>>>>
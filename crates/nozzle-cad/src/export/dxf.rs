//! DXF export for recorded nozzle sketches.
//!
//! Writes DXF R12 with two layers:
//! - real profile geometry on layer `PROFILE`
//! - construction lines on layer `CONSTRUCTION`
//!
//! Dimensions and constraints are not exported.

use std::fs::File;
use std::io::{BufWriter, Write};
use std::path::Path;

use glam::DVec2;

use crate::sketch::{Sketch, SketchEntity};

/// Layer for real profile geometry
pub const PROFILE_LAYER: &str = "PROFILE";
/// Layer for construction geometry
pub const CONSTRUCTION_LAYER: &str = "CONSTRUCTION";

/// A 2D shape for DXF export.
#[derive(Debug, Clone, PartialEq)]
pub enum DxfShape {
    /// Line segment.
    Line {
        /// Start point.
        start: DVec2,
        /// End point.
        end: DVec2,
        /// DXF layer name.
        layer: &'static str,
    },
    /// Counter-clockwise circular arc.
    Arc {
        /// Arc center.
        center: DVec2,
        /// Arc radius.
        radius: f64,
        /// Start angle in degrees, in `[0, 360)`.
        start_angle: f64,
        /// End angle in degrees, in `[0, 360)`.
        end_angle: f64,
    },
}

/// DXF document builder for sketch profiles.
#[derive(Debug, Clone, Default)]
pub struct DxfDocument {
    shapes: Vec<DxfShape>,
}

impl DxfDocument {
    /// Create an empty document.
    pub fn new() -> Self {
        Self::default()
    }

    /// Collect every line and arc of a sketch.
    pub fn from_sketch(sketch: &Sketch) -> Self {
        let mut doc = Self::new();
        for entity in sketch.entities_iter() {
            match entity {
                SketchEntity::Line {
                    start,
                    end,
                    construction,
                    ..
                } => {
                    let (Some(start), Some(end)) =
                        (sketch.point_position(*start), sketch.point_position(*end))
                    else {
                        tracing::warn!(id = %entity.id(), "line with missing endpoints skipped");
                        continue;
                    };
                    let layer = if *construction {
                        CONSTRUCTION_LAYER
                    } else {
                        PROFILE_LAYER
                    };
                    doc.shapes.push(DxfShape::Line { start, end, layer });
                }
                SketchEntity::Arc {
                    center,
                    start,
                    radius,
                    sweep,
                    ..
                } => {
                    let (Some(center), Some(start)) =
                        (sketch.point_position(*center), sketch.point_position(*start))
                    else {
                        tracing::warn!(id = %entity.id(), "arc with missing points skipped");
                        continue;
                    };
                    doc.add_arc(center, *radius, start, *sweep);
                }
                SketchEntity::Point { .. } => {}
            }
        }
        doc
    }

    /// Add an arc given its center, the point it starts from and a signed sweep in radians.
    pub fn add_arc(&mut self, center: DVec2, radius: f64, start: DVec2, sweep: f64) {
        let offset = start - center;
        let from = offset.y.atan2(offset.x).to_degrees();
        let to = from + sweep.to_degrees();
        // DXF arcs always run counter-clockwise
        let (start_angle, end_angle) = if sweep >= 0.0 { (from, to) } else { (to, from) };
        self.shapes.push(DxfShape::Arc {
            center,
            radius,
            start_angle: normalize_degrees(start_angle),
            end_angle: normalize_degrees(end_angle),
        });
    }

    /// Shapes collected so far.
    pub fn shapes(&self) -> &[DxfShape] {
        &self.shapes
    }

    /// Number of shapes on a layer (arcs count as profile geometry).
    pub fn count_on_layer(&self, layer: &str) -> usize {
        self.shapes
            .iter()
            .filter(|shape| match shape {
                DxfShape::Line { layer: l, .. } => *l == layer,
                DxfShape::Arc { .. } => layer == PROFILE_LAYER,
            })
            .count()
    }

    /// Export to DXF file
    pub fn export(&self, path: impl AsRef<Path>) -> std::io::Result<()> {
        let file = File::create(path)?;
        let mut writer = BufWriter::new(file);
        self.export_to_writer(&mut writer)?;
        writer.flush()
    }

    /// Export to any writer
    pub fn export_to_writer(&self, mut writer: impl Write) -> std::io::Result<()> {
        // DXF Header
        writeln!(writer, "0")?;
        writeln!(writer, "SECTION")?;
        writeln!(writer, "2")?;
        writeln!(writer, "HEADER")?;
        writeln!(writer, "9")?;
        writeln!(writer, "$ACADVER")?;
        writeln!(writer, "1")?;
        writeln!(writer, "AC1009")?; // DXF R12
        writeln!(writer, "0")?;
        writeln!(writer, "ENDSEC")?;

        self.write_tables(&mut writer)?;

        // Entities section
        writeln!(writer, "0")?;
        writeln!(writer, "SECTION")?;
        writeln!(writer, "2")?;
        writeln!(writer, "ENTITIES")?;

        for shape in &self.shapes {
            match shape {
                DxfShape::Line { start, end, layer } => {
                    write_line(&mut writer, *start, *end, layer)?;
                }
                DxfShape::Arc {
                    center,
                    radius,
                    start_angle,
                    end_angle,
                } => {
                    write_arc(&mut writer, *center, *radius, *start_angle, *end_angle)?;
                }
            }
        }

        writeln!(writer, "0")?;
        writeln!(writer, "ENDSEC")?;

        // End of file
        writeln!(writer, "0")?;
        writeln!(writer, "EOF")?;

        Ok(())
    }

    fn write_tables(&self, writer: &mut impl Write) -> std::io::Result<()> {
        writeln!(writer, "0")?;
        writeln!(writer, "SECTION")?;
        writeln!(writer, "2")?;
        writeln!(writer, "TABLES")?;
        writeln!(writer, "0")?;
        writeln!(writer, "TABLE")?;
        writeln!(writer, "2")?;
        writeln!(writer, "LAYER")?;
        writeln!(writer, "70")?;
        writeln!(writer, "2")?;

        // (name, color, linetype)
        for (name, color, linetype) in [
            (PROFILE_LAYER, 7, "CONTINUOUS"),
            (CONSTRUCTION_LAYER, 8, "CONTINUOUS"),
        ] {
            writeln!(writer, "0")?;
            writeln!(writer, "LAYER")?;
            writeln!(writer, "2")?;
            writeln!(writer, "{}", name)?;
            writeln!(writer, "70")?;
            writeln!(writer, "0")?;
            writeln!(writer, "62")?;
            writeln!(writer, "{}", color)?;
            writeln!(writer, "6")?;
            writeln!(writer, "{}", linetype)?;
        }

        writeln!(writer, "0")?;
        writeln!(writer, "ENDTAB")?;
        writeln!(writer, "0")?;
        writeln!(writer, "ENDSEC")?;
        Ok(())
    }
}

fn write_line(
    writer: &mut impl Write,
    start: DVec2,
    end: DVec2,
    layer: &str,
) -> std::io::Result<()> {
    writeln!(writer, "0")?;
    writeln!(writer, "LINE")?;
    writeln!(writer, "8")?;
    writeln!(writer, "{}", layer)?;
    writeln!(writer, "10")?;
    writeln!(writer, "{:.6}", start.x)?;
    writeln!(writer, "20")?;
    writeln!(writer, "{:.6}", start.y)?;
    writeln!(writer, "11")?;
    writeln!(writer, "{:.6}", end.x)?;
    writeln!(writer, "21")?;
    writeln!(writer, "{:.6}", end.y)?;
    Ok(())
}

fn write_arc(
    writer: &mut impl Write,
    center: DVec2,
    radius: f64,
    start_angle: f64,
    end_angle: f64,
) -> std::io::Result<()> {
    writeln!(writer, "0")?;
    writeln!(writer, "ARC")?;
    writeln!(writer, "8")?;
    writeln!(writer, "{}", PROFILE_LAYER)?;
    writeln!(writer, "10")?;
    writeln!(writer, "{:.6}", center.x)?;
    writeln!(writer, "20")?;
    writeln!(writer, "{:.6}", center.y)?;
    writeln!(writer, "40")?;
    writeln!(writer, "{:.6}", radius)?;
    writeln!(writer, "50")?;
    writeln!(writer, "{:.6}", start_angle)?;
    writeln!(writer, "51")?;
    writeln!(writer, "{:.6}", end_angle)?;
    Ok(())
}

fn normalize_degrees(angle: f64) -> f64 {
    angle.rem_euclid(360.0)
}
<<<<
PROBLEM REQUIREMENTS: Return every line holding the word "radius" from the records.

SOLVED PROBLEM:
        /// Arc radius.
        radius: f64,
                    radius,
                    doc.add_arc(center, *radius, start, *sweep);
    pub fn add_arc(&mut self, center: DVec2, radius: f64, start: DVec2, sweep: f64) {
            radius,
                    radius,
                    write_arc(&mut writer, *center, *radius, *start_angle, *end_angle)?;
    radius: f64,
    writeln!(writer, "{:.6}", radius)?;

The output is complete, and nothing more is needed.